Consistent with that analysis, the Chancery Division order directs the receiver to solicit and notify both the court and the BPU of “proposals for the acquisition of the Company or its assets by a qualified buyer or buyers.” The court explained that “[t]he receiver’s function is not to obtain the highest possible value for the company, but to arrange a sale that is commercially reasonable in light of the company’s current condition.” The term “commercially reasonable” is not self-defining. In this context, we assume it implicitly recognizes that the public responsibilities of a utility can affect the value of its assets.
Property affected with a public interest, such as the assets of a public utility, fulfill a societal need while providing an investment opportunity. In general, investors may expect a utility to earn a reasonable rate of return on its assets. N.J.S.A 48:2-21(b); In re Proposed Increase Intrastate Sand Rates, 66 N.J. 12, 23-24, 327 A.2d 427 (1974). That expectation, however, is subject *241to the utility’s duty to provide safe, adequate, and proper service. In re Valley Road Sewerage Co., supra, 285 N.J.Super. at 209-11, 666 A.2d 992. Hence, the utility’s duty to provide such service limits the investment opportunity. Our dissenting colleagues do not recognize that when a utility fails, as miserably as this utility has failed, to meet its public obligations, that failure can affect the value of the utility’s assets. Indeed, the dissent substitutes its opinion for the concerns of the utility’s customers and the BPU, the agency entrusted with the responsibility of regulating utilities.
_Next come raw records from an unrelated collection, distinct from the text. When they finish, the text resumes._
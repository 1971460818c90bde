//! Views of a single lot: catalog card, modal detail and basket rows

mod basket_row;
mod card;
mod detail;
mod sold_row;

pub use basket_row::LotBasketRowView;
pub use card::{status_text, LotCardView};
pub use detail::LotDetailView;
pub use sold_row::LotSoldRowView;
//! Checkout form: contact fields, validation errors and the submit button

use super::{templates, Component, Node};
use crate::storefront::events::{OrderField, SharedEventBus, StoreEvent};
use crate::storefront::models::OrderState;

/// What the form shows; derived from the session's order state
#[derive(Debug, Clone, Default, PartialEq, Eq)]
pub struct OrderFormData {
    pub email: String,
    pub phone: String,
    pub valid: bool,
    pub errors: String,
}

impl From<&OrderState> for OrderFormData {
    fn from(state: &OrderState) -> Self {
        Self {
            email: state.email.clone(),
            phone: state.phone.clone(),
            valid: state.valid,
            errors: state.errors.clone(),
        }
    }
}

pub struct OrderFormView {
    container: Node,
    bus: SharedEventBus,
}

impl OrderFormView {
    pub fn new(bus: SharedEventBus) -> Self {
        Self {
            container: templates::order_form(),
            bus,
        }
    }

    /// Operator edited a field; the session revalidates on the event
    pub fn handle_input(&mut self, field: OrderField, value: &str) {
        self.set_field(field, value);
        self.bus.publish(StoreEvent::OrderFieldChanged {
            field,
            value: value.to_string(),
        });
    }

    pub fn submit(&self) {
        tracing::debug!("order form submitted");
        self.bus.publish(StoreEvent::OrderSubmit);
    }

    pub fn field_value(&self, field: OrderField) -> &str {
        self.field_node(field).map(Node::value).unwrap_or_default()
    }

    pub fn errors(&self) -> &str {
        self.container
            .find("form__errors")
            .map(Node::text)
            .unwrap_or_default()
    }

    pub fn is_submit_enabled(&self) -> bool {
        self.container
            .find("form__submit")
            .is_some_and(|button| !button.is_disabled())
    }

    fn field_node(&self, field: OrderField) -> Option<&Node> {
        self.container
            .find_all("form__input")
            .into_iter()
            .find(|input| input.attr("name") == Some(field.as_str()))
    }

    fn set_field(&mut self, field: OrderField, value: &str) {
        self.container.update_all("form__input", &mut |input| {
            if input.attr("name") == Some(field.as_str()) {
                input.set_value(value);
            }
        });
    }
}

impl Component<OrderFormData> for OrderFormView {
    fn container(&self) -> &Node {
        &self.container
    }

    fn apply(&mut self, data: &OrderFormData) {
        self.set_field(OrderField::Email, &data.email);
        self.set_field(OrderField::Phone, &data.phone);

        let valid = data.valid;
        self.container
            .update("form__submit", |button| button.set_disabled(!valid));
        self.container
            .update("form__errors", |el| el.set_text(&data.errors));
    }
}

#[cfg(test)]
mod tests {
    use super::*;
    use crate::storefront::events::{SimpleEventBus, Topic};
    use std::sync::{Arc, Mutex};

    fn form() -> (OrderFormView, Arc<Mutex<Vec<StoreEvent>>>) {
        let bus = SimpleEventBus::shared();
        let received = Arc::new(Mutex::new(Vec::new()));
        let sink = received.clone();
        bus.subscribe_all(Arc::new(move |_: Topic, event: &StoreEvent| {
            sink.lock().unwrap().push(event.clone());
        }));
        (OrderFormView::new(bus), received)
    }

    #[test]
    fn fresh_form_should_disable_submit() {
        let (mut view, _) = form();
        view.render(Some(&OrderFormData::from(&OrderState::new())));

        assert!(!view.is_submit_enabled());
        assert_eq!(view.errors(), "Заполните поля");
    }

    #[test]
    fn valid_state_should_enable_submit() {
        let (mut view, _) = form();
        let data = OrderFormData {
            email: "a@b.co".to_string(),
            phone: "+7 900 000 00 00".to_string(),
            valid: true,
            errors: String::new(),
        };
        view.render(Some(&data));

        assert!(view.is_submit_enabled());
        assert_eq!(view.field_value(OrderField::Email), "a@b.co");
        assert_eq!(view.field_value(OrderField::Phone), "+7 900 000 00 00");
        assert_eq!(view.errors(), "");
    }

    #[test]
    fn typing_should_emit_field_change() {
        let (mut view, received) = form();
        view.handle_input(OrderField::Phone, "8900");

        assert_eq!(view.field_value(OrderField::Phone), "8900");
        assert_eq!(
            *received.lock().unwrap(),
            vec![StoreEvent::OrderFieldChanged {
                field: OrderField::Phone,
                value: "8900".to_string()
            }]
        );
        assert_eq!(
            received.lock().unwrap()[0].topic(),
            Topic::OrderPhoneChange
        );
    }

    #[test]
    fn submit_should_emit_order_submit() {
        let (view, received) = form();
        view.submit();
        assert_eq!(*received.lock().unwrap(), vec![StoreEvent::OrderSubmit]);
    }
}
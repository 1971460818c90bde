//! # Event Types
//!
//! Small value types shared by events, views and controllers.

use std::fmt;

/// The two mutually exclusive basket tabs
#[derive(Debug, Clone, Copy, PartialEq, Eq, Hash, Default)]
pub enum BasketTab {
    /// Lots the operator is still bidding on
    #[default]
    Active,
    /// Lots whose auction has ended and can be checked out
    Closed,
}

impl BasketTab {
    pub fn as_str(&self) -> &'static str {
        match self {
            BasketTab::Active => "active",
            BasketTab::Closed => "closed",
        }
    }

    /// The other tab
    pub fn opposite(&self) -> Self {
        match self {
            BasketTab::Active => BasketTab::Closed,
            BasketTab::Closed => BasketTab::Active,
        }
    }
}

impl fmt::Display for BasketTab {
    fn fmt(&self, f: &mut fmt::Formatter<'_>) -> fmt::Result {
        f.write_str(self.as_str())
    }
}

/// Editable fields of the checkout form
#[derive(Debug, Clone, Copy, PartialEq, Eq, Hash)]
pub enum OrderField {
    Email,
    Phone,
}

impl OrderField {
    pub fn as_str(&self) -> &'static str {
        match self {
            OrderField::Email => "email",
            OrderField::Phone => "phone",
        }
    }
}

impl fmt::Display for OrderField {
    fn fmt(&self, f: &mut fmt::Formatter<'_>) -> fmt::Result {
        f.write_str(self.as_str())
    }
}
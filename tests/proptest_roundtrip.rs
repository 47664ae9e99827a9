//! Property tests for the invariants in spec §8: determinism and
//! attribute-name uniqueness hold for any input, not just the examples in
//! the unit/integration suites.

use proptest::prelude::*;
use xmlparser::{Token, Tokenizer};

fn run_all(input: &str) -> Vec<Result<Token<'_>, xmlparser::Error>> {
    Tokenizer::new(input).collect()
}

proptest! {
    /// Invariant 5: identical input always produces an identical token
    /// sequence (including identical errors at identical positions).
    #[test]
    fn tokenizing_is_deterministic(input in ".{0,200}") {
        let first = run_all(&input);
        let second = run_all(&input);
        prop_assert_eq!(first, second);
    }

    /// Invariant 1: a second attribute with a name already seen on the same
    /// tag is always rejected, regardless of how many other attributes
    /// surround it or what their values are.
    #[test]
    fn duplicate_attribute_name_is_always_rejected(
        name in "[a-zA-Z][a-zA-Z0-9]{0,5}",
        before in prop::collection::vec("[a-zA-Z][a-zA-Z0-9]{0,5}", 0..4),
        after in prop::collection::vec("[a-zA-Z][a-zA-Z0-9]{0,5}", 0..4),
    ) {
        let mut xml = String::from("<t");
        for n in &before {
            if n != &name {
                xml.push_str(&format!(" {n}='x'"));
            }
        }
        xml.push_str(&format!(" {name}='1'"));
        for n in &after {
            if n != &name {
                xml.push_str(&format!(" {n}='y'"));
            }
        }
        xml.push_str(&format!(" {name}='2'/>"));

        let mut t = Tokenizer::new(&xml);
        let err = loop {
            match t.next() {
                Some(Ok(Token::EndOfFile)) | None => panic!("expected a UniqueAttribute error"),
                Some(Ok(_)) => continue,
                Some(Err(e)) => break e,
            }
        };
        prop_assert_eq!(err.kind, xmlparser::ErrorKind::UniqueAttribute);
    }
}
//! The tokenizer itself: the `Data`/tag/attribute driver loop (spec §4.2.1,
//! §4.2.3, §4.2.7, §4.2.8) plus the dedicated straight-line scanners for the
//! self-contained constructs — comments, CDATA, the XML declaration,
//! processing instructions, and DOCTYPE — that don't benefit from living in
//! the `State` cascade.

use std::borrow::Cow;
use std::collections::VecDeque;

use crate::builder::OpenTagBuilder;
use crate::entities::{resolve_named, resolve_numeric, EntityTable, PREDEFINED};
use crate::error::{Error, ErrorKind, Result, TextPos};
use crate::source::{CharCursor, CharSource};
use crate::state::State;
use crate::token::Token;
use crate::xmlchar::XmlCharExt;

/// Streams [`Token`]s out of an XML document, one well-formedness unit at a
/// time.
///
/// ```
/// use xmlparser::{Token, Tokenizer};
///
/// let mut t = Tokenizer::new("<a x='1'>hi</a>");
/// assert_eq!(t.advance().unwrap(), Token::OpenTag {
///     name: "a",
///     attributes: vec![("x", "1".into())],
///     self_closing: false,
/// });
/// ```
///
/// A tokenizer never allocates except where an entity reference forces an
/// attribute value or piece of character data to become an owned string;
/// everything else borrows directly from the input.
pub struct Tokenizer<'a> {
    source: CharCursor<'a>,
    entities: &'a dyn EntityTable,
    /// Reused scratch buffer for attribute values that contain entity
    /// references (spec §4.3); cleared and materialized into a `String` at
    /// the point of emission, never retained across a token boundary.
    buffer: String,
    /// Scalars still owed to the caller after a top-level named-entity
    /// reference resolved to more than one `char` (spec §9: entity tokens
    /// are consumed immediately, not queued as tokens, but a multi-scalar
    /// replacement still has to surface every scalar it contains — only
    /// the first can be returned by the `advance()` call that triggered
    /// the resolution, so the rest wait here for subsequent calls).
    pending: VecDeque<char>,
    status: Status,
    iter_done: bool,
}

enum Status {
    Running,
    Finished,
    Errored(Error),
}

enum Resolved<'a> {
    Char(char),
    Text(&'a str),
}
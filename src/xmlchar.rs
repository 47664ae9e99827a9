//! Character classifiers from the W3C XML 1.0 grammar (spec §4.1).

/// Extension trait implementing the character classes used throughout the
/// tokenizer: `NameStartChar`, `NameChar`, `PubidChar`, `Char`, whitespace,
/// and digit/hex-digit sets.
pub trait XmlCharExt {
    /// `NameStartChar` production.
    fn is_xml_name_start_char(&self) -> bool;
    /// `NameChar` production (`NameStartChar` plus a few extra ranges).
    fn is_xml_name_char(&self) -> bool;
    /// `PubidChar` production, used inside DOCTYPE public identifiers.
    fn is_xml_pubid_char(&self) -> bool;
    /// `Char` production: any legal XML character.
    fn is_xml_char(&self) -> bool;
    /// XML whitespace: space, tab, newline, carriage return.
    fn is_xml_whitespace(&self) -> bool;
    /// ASCII decimal digit.
    fn is_xml_digit(&self) -> bool;
    /// ASCII hexadecimal digit.
    fn is_xml_hex_digit(&self) -> bool;
    /// ASCII letter, used by the XML declaration's `encoding` value.
    fn is_xml_letter(&self) -> bool;
}

impl XmlCharExt for char {
    fn is_xml_name_start_char(&self) -> bool {
        let c = *self;
        matches!(c,
            ':' | '_' | 'A'..='Z' | 'a'..='z'
            | '\u{C0}'..='\u{D6}'
            | '\u{D8}'..='\u{F6}'
            | '\u{F8}'..='\u{2FF}'
            | '\u{370}'..='\u{37D}'
            | '\u{37F}'..='\u{1FFF}'
            | '\u{200C}'..='\u{200D}'
            | '\u{2070}'..='\u{218F}'
            | '\u{2C00}'..='\u{2FEF}'
            | '\u{3001}'..='\u{D7FF}'
            | '\u{F900}'..='\u{FDCF}'
            | '\u{FDF0}'..='\u{FFFD}'
            | '\u{10000}'..='\u{EFFFF}'
        )
    }

    fn is_xml_name_char(&self) -> bool {
        let c = *self;
        c.is_xml_name_start_char()
            || matches!(c,
                '-' | '.' | '0'..='9'
                | '\u{B7}'
                | '\u{300}'..='\u{36F}'
                | '\u{203F}'..='\u{2040}'
            )
    }

    fn is_xml_pubid_char(&self) -> bool {
        let c = *self;
        matches!(c,
            ' ' | '\r' | '\n'
            | 'A'..='Z' | 'a'..='z' | '0'..='9'
        ) || "-'()+,./:=?;!*#@$_%".contains(c)
    }

    fn is_xml_char(&self) -> bool {
        let c = *self;
        match c as u32 {
            0x9 | 0xA | 0xD => true,
            0x0..=0x1F => false,
            0xD800..=0xDFFF => false,
            0xFFFE | 0xFFFF => false,
            _ => true,
        }
    }

    fn is_xml_whitespace(&self) -> bool {
        matches!(*self, ' ' | '\t' | '\n' | '\r')
    }

    fn is_xml_digit(&self) -> bool {
        self.is_ascii_digit()
    }

    fn is_xml_hex_digit(&self) -> bool {
        self.is_ascii_hexdigit()
    }

    fn is_xml_letter(&self) -> bool {
        self.is_ascii_alphabetic()
    }
}

#[cfg(test)]
mod tests {
    use super::*;

    #[test]
    fn name_start_chars() {
        assert!(':'.is_xml_name_start_char());
        assert!('_'.is_xml_name_start_char());
        assert!('a'.is_xml_name_start_char());
        assert!('Z'.is_xml_name_start_char());
        assert!(!'-'.is_xml_name_start_char());
        assert!(!'0'.is_xml_name_start_char());
        assert!(!' '.is_xml_name_start_char());
    }

    #[test]
    fn name_chars_extend_name_start() {
        assert!('-'.is_xml_name_char());
        assert!('.'.is_xml_name_char());
        assert!('9'.is_xml_name_char());
        assert!('a'.is_xml_name_char());
        assert!(!' '.is_xml_name_char());
        assert!(!'&'.is_xml_name_char());
    }

    #[test]
    fn pubid_chars() {
        assert!('A'.is_xml_pubid_char());
        assert!('-'.is_xml_pubid_char());
        assert!(' '.is_xml_pubid_char());
        assert!(!'<'.is_xml_pubid_char());
        assert!(!'&'.is_xml_pubid_char());
    }

    #[test]
    fn char_excludes_c0_controls_and_surrogates() {
        assert!('\t'.is_xml_char());
        assert!('\n'.is_xml_char());
        assert!('\r'.is_xml_char());
        assert!('a'.is_xml_char());
        assert!(!'\u{0}'.is_xml_char());
        assert!(!'\u{1}'.is_xml_char());
        assert!(!'\u{B}'.is_xml_char());
    }

    #[test]
    fn char_excludes_noncharacters() {
        assert!(!'\u{FFFE}'.is_xml_char());
        assert!(!'\u{FFFF}'.is_xml_char());
        assert!('\u{FFFD}'.is_xml_char());
    }

    #[test]
    fn whitespace_set() {
        assert!(' '.is_xml_whitespace());
        assert!('\t'.is_xml_whitespace());
        assert!('\n'.is_xml_whitespace());
        assert!('\r'.is_xml_whitespace());
        assert!(!'a'.is_xml_whitespace());
    }
}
Contrary to the dissent, we believe that the Legislature did not intend that the BPU should shrink from its delegated responsibilities when confronted with so egregious a case of utility mismanagement.
The record establishes that Valley Road will not be on a sound financial footing in the foreseeable future. Decades of mismanagement have undermined the utility’s assets and its ability to earn a reasonable return. To postpone the sale would reward Valley Road for its failure to obey environmental requirements, pay taxes, and fulfill its duty to its customers.
The judgment of the Appellate Division is affirmed.